Di Sudan Utara yang mayoritas beragama Islam diberlakukan syari`at Islam melalui perundang-undangan, sementara itu di Sudan Selatan yang mayoritas non-muslim tidak diberlakukan syari`at tersebut. Pada pihak lain, Propinsi Aceh sebagai propinsi otonomi khusus di Indonesia memberlakukan syari`at Islam secara terbatas berdasarkan Qanun Aceh melebihi hukum Islam yang diterapkan melalui Peradilan Agama yang ada.

Di Indonesia, syari`at Islam diterapkan melalui kewenangan Peradilan Agama dan Mahkamah Syar’iyah, sementara itu di Sudan diterapkan melalui Peradilan Hukum Keluarga, Peradilan Hukum Perdata dan Peradilan Hukum Pidana, dengan pengecualian di wialayah Selatan.
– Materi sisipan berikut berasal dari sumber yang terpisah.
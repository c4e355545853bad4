use serde::{Deserialize, Serialize};

use crate::sources::AnalogSource;

pub const AXIS_BITS: u8 = 12;
pub const AXIS_MAX: u16 = (1 << AXIS_BITS) - 1;

#[derive(Deserialize, Serialize, Debug, Clone, Copy, PartialEq, Eq)]
pub enum Axis {
    X,
    Y,
}

pub enum NoAxis {}

impl AnalogSource for NoAxis {
    fn read_native(&mut self) -> u16 {
        match *self {}
    }
}

/// Rescales a sample of `bits` width to [`AXIS_BITS`], saturating at
/// [`AXIS_MAX`] when the source overshoots its own range.
pub fn scale_to_axis_bits(sample: u16, bits: u8) -> u16 {
    let sample = u32::from(sample);
    let scaled = if bits >= AXIS_BITS {
        sample.checked_shr(u32::from(bits - AXIS_BITS)).unwrap_or(0)
    } else {
        sample << (AXIS_BITS - bits)
    };
    scaled.min(u32::from(AXIS_MAX)) as u16
}

pub struct AxisSampler<X = NoAxis, Y = NoAxis> {
    x: Option<X>,
    y: Option<Y>,
}

impl<X, Y> AxisSampler<X, Y>
where
    X: AnalogSource,
    Y: AnalogSource,
{
    pub fn new(x: Option<X>, y: Option<Y>) -> Self {
        Self { x, y }
    }

    pub fn is_bound(&self, axis: Axis) -> bool {
        match axis {
            Axis::X => self.x.is_some(),
            Axis::Y => self.y.is_some(),
        }
    }

    pub fn read_axis(&mut self, axis: Axis) -> Option<u16> {
        match axis {
            Axis::X => self.x.as_mut().map(sample),
            Axis::Y => self.y.as_mut().map(sample),
        }
    }

    pub fn read_x(&mut self) -> Option<u16> {
        self.read_axis(Axis::X)
    }

    pub fn read_y(&mut self) -> Option<u16> {
        self.read_axis(Axis::Y)
    }
}

fn sample<S: AnalogSource>(source: &mut S) -> u16 {
    let bits = source.resolution_bits();
    scale_to_axis_bits(source.read_native(), bits)
}
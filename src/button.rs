use serde::{Deserialize, Serialize};
use std::{str::FromStr, time::Duration};

use crate::debouncer::Debouncer;
use crate::sources::Level;

#[derive(Deserialize, Serialize, Debug, Default, Clone, Copy, PartialEq, Eq)]
pub enum Polarity {
    #[default]
    ActiveLow,
    ActiveHigh,
}

impl Polarity {
    pub fn pressed_level(self) -> Level {
        match self {
            Polarity::ActiveLow => Level::Low,
            Polarity::ActiveHigh => Level::High,
        }
    }

    pub fn unpressed_level(self) -> Level {
        match self {
            Polarity::ActiveLow => Level::High,
            Polarity::ActiveHigh => Level::Low,
        }
    }

    pub fn status(self, level: Level) -> ButtonStatus {
        if level == self.pressed_level() {
            ButtonStatus::Pressed
        } else {
            ButtonStatus::Released
        }
    }
}

#[derive(Deserialize, Serialize, Debug, Clone, Copy, PartialEq, Eq)]
pub enum ButtonStatus {
    Pressed,
    Released,
}

#[derive(Deserialize, Serialize, Debug, Default, Clone, Copy, PartialEq, Eq)]
#[serde(rename_all = "SCREAMING_SNAKE_CASE")]
pub enum CountMode {
    // pressed -> unpressed
    #[default]
    CountFalling,
    // unpressed -> pressed
    CountRising,
    CountBoth,
}

impl CountMode {
    pub fn counts(self, status: ButtonStatus) -> bool {
        matches!(
            (self, status),
            (CountMode::CountBoth, _)
                | (CountMode::CountFalling, ButtonStatus::Released)
                | (CountMode::CountRising, ButtonStatus::Pressed)
        )
    }
}

impl FromStr for CountMode {
    type Err = anyhow::Error;

    fn from_str(s: &str) -> Result<Self, Self::Err> {
        match s {
            "COUNT_FALLING" => Ok(CountMode::CountFalling),
            "COUNT_RISING" => Ok(CountMode::CountRising),
            "COUNT_BOTH" => Ok(CountMode::CountBoth),
            other => anyhow::bail!("unknown press count mode {other:?}"),
        }
    }
}

/// Debounced button with edge detection and a press counter. Edge queries
/// describe only the most recent poll.
pub struct DebouncedButton {
    polarity: Polarity,
    debouncer: Debouncer,
    count_mode: CountMode,
    count: u32,
}

impl DebouncedButton {
    pub fn new(polarity: Polarity, initial: Level, now_ms: u32) -> Self {
        Self {
            polarity,
            debouncer: Debouncer::new(initial, now_ms),
            count_mode: CountMode::default(),
            count: 0,
        }
    }

    pub fn polarity(&self) -> Polarity {
        self.polarity
    }

    pub fn set_debounce_window(&mut self, window: Duration) {
        self.debouncer.set_debounce_duration(window);
    }

    pub fn debounce_window(&self) -> Duration {
        self.debouncer.debounce_duration()
    }

    /// Returns the status the button moved to if this poll confirmed an edge.
    pub fn poll(&mut self, raw: Level, now_ms: u32) -> Option<ButtonStatus> {
        let (_, to) = self.debouncer.update(raw, now_ms)?;
        let status = self.polarity.status(to);

        if self.count_mode.counts(status) {
            self.count = self.count.saturating_add(1);
        }
        ::log::debug!("Button {:?} at {} ms, count {}", status, now_ms, self.count);

        Some(status)
    }

    pub fn is_pressed(&self) -> bool {
        self.debouncer.previous_steady() == self.polarity.unpressed_level()
            && self.debouncer.current_steady() == self.polarity.pressed_level()
    }

    pub fn is_released(&self) -> bool {
        self.debouncer.previous_steady() == self.polarity.pressed_level()
            && self.debouncer.current_steady() == self.polarity.unpressed_level()
    }

    pub fn read_button_state(&self) -> Level {
        self.debouncer.current_steady()
    }

    pub fn status(&self) -> ButtonStatus {
        self.polarity.status(self.debouncer.current_steady())
    }

    pub fn press_count_mode(&self) -> CountMode {
        self.count_mode
    }

    pub fn set_press_count_mode(&mut self, mode: CountMode) {
        self.count_mode = mode;
    }

    /// Accepts `COUNT_FALLING`, `COUNT_RISING` or `COUNT_BOTH`. Anything else
    /// leaves the current mode untouched.
    pub fn set_press_count_mode_str(&mut self, mode: &str) {
        match mode.parse() {
            Ok(mode) => self.set_press_count_mode(mode),
            Err(err) => ::log::debug!("Ignoring press count mode: {}", err),
        }
    }

    pub fn get_press_count(&self) -> u32 {
        self.count
    }

    pub fn reset_press_count(&mut self) {
        self.count = 0;
    }
}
Segi lain adalah, Ketua Mahkamah Agung Sudan yang merangkat sebagai Ketua Komisi Yudisial (Majelis Tinggi Peradilan), yang berbeda dengan Indonesia di mana Komisi Yudisial berdiri terpisah dari Mahkamah Agung.

Jakarta, 20 Agustus 2008

® ﴿



Ò Tulisan ini dibuat untuk Buku Kenangan Prof. Dr. Baqir Manan, S.H., M.C.L. yang memasuki masa pensiun sebagai Ketua Mahkamah Agung RI pada bulan November 2008. Beliau telah menugasi penulis beberapa kali dalam perjalanan dinas ke luar negeri,dan yang terakhir adalah ke Republik Sudan awal Juli 2008 yang lalu.

[1] Mohammed Khalifa Hamid, Sudan & Pakistan Judicial System (Khartoum: n.p., 2007), hal.27-30,

[2] Ibid., hal. 29-39.

[3] Mohamed Ibrahim Mohamed, History of Sudan Judiciary Between Two Eras 1899-2006 (Khartoum: The National Judiciary, the Republic of Sudan, 2008), hal. 39.

[4] Ibid, hal. 15.

[5] Inamullah Khan (Editor in Chief), Muslim World Gazetter (Karachi: Umma Publication, 1975 Edition), hal. 759.

[6] Mohamed Ibrahim Mohmamed, op.cit., hal. 49.

[7] Ibid., hal. 48.

[8] http://www.sudanjudiciary.org/judiciariye3n/16.htm

[9] Passim.

[10] Rifyal Ka’bah, “Penerapan Syari’at Islam di Sudan”, dalam majalah Panji Masyarakat No. 414 Tahun 1983, hal. 46-47; “Dr. at-Turabi dan Hukum Islam di Sudan” dalam majalah Panji Masyarakat No. 420, Tahun 1984, hal. 42-45; “Mengapa Langkah Sudan Tidak Diikuti di Mesir” dalam majalah Panji Masyarakat No. 463 Tahun 1984, hal. 53-54.

[11] Muhammad Khair Hassab el-Rasoul Ahmed, “Current Development of Shariah Law in Sudan” dalam Najm, Muhammad Amin M.M.A. Najim, al-Qadhâ’ wa Syurûth al-Qadhâ’ wa Atsaru Tathbîqihi fi al-Mamlakah al-‘Arabiyyah as-Sa‘udiyyah, tanpa tahun dan tanpa penebit, hal. 11.

[12] Ibid., hal. 45-46.

[13] Carolyn Fluehr-Lobban, “Sudan” dalam John L. Esposity (Editor in Chief), The Oxford Encyclopeida of the Modern Islamic World, Vol. 4 (Oxford, New York: Oxford University Press, 1995), hal. 101.

[14] Muhammad Khair Hassab el-Rasoul Ahmed, op.cit., hal. 47.